Hello Aaron,
I think I can answer these two.
On Thu, 30 Aug 2001, Aaron Joseph Maschinot wrote:
>
> Hello:
>
> I have some questions regarding the class TBLRecon, for anyone who happens
> to know.
>
> 1) There are multiple member functions of this class that perform fits of
> the data (e.g. WCfit1, WCfit2, and WCminuitDit). Which one is "the best"?
>
WCfit1 is the method I generally use, it is fast, and gives
a reasonable fit most of the time.
WCfit2 is an idea for a fitter which has not been followed up
on. Maybe someday.
WCminuitFit is a robust fitter, but it is also MUCH slower then
WCfit1. I can imagine a situation where if WCfit1
failed, one could try WCminuitFit.
> 2) To identify a scattered electron, you need six pieces of info: three
> vertex coordinates (x0, y0, z0) as well as the three spherical coordinates
> of that electron's initial momentum vector (p, theta, phi).
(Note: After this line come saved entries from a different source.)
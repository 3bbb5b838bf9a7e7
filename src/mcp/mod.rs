//! Model Context Protocol (MCP) integration for pdfdigest.
//!
//! This module exposes the summarization service to editors and agent hosts over stdio:
//!
//! - Tools: `summarize_pdf`, `summarize_text`, `extract_pdf_text`, `detect_language`,
//!   `check_hallucination`, `evaluate_responses`, and `metrics`.
//! - Resources: `mcp://health` and `mcp://usage`.
//!
//! Handlers, schemas, and formatting helpers live in focused submodules.

mod format;
pub mod handlers;
mod schemas;
mod server;

pub use server::PdfDigestMcpServer;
When you
> reconstruct the electron's path, it is only possible to determine p,
> theta, and phi. information regarding x0 and y0 is gone due to the fact
> that the target has a nonzero rho value. however, it is still possible to
> detemine a corrected zc value. My question is: is this zc value as
> determined by the TBLRecon class the z coordinate of the point of closest
> approach to the z-axis of the reconstructed track? Or is there some other
> definition being used in the class. I tried to look at the actual code,
> but it's hard to decipher due to a lack of comments and the fact that i'm
> not sure what exact calculations were done, anyway.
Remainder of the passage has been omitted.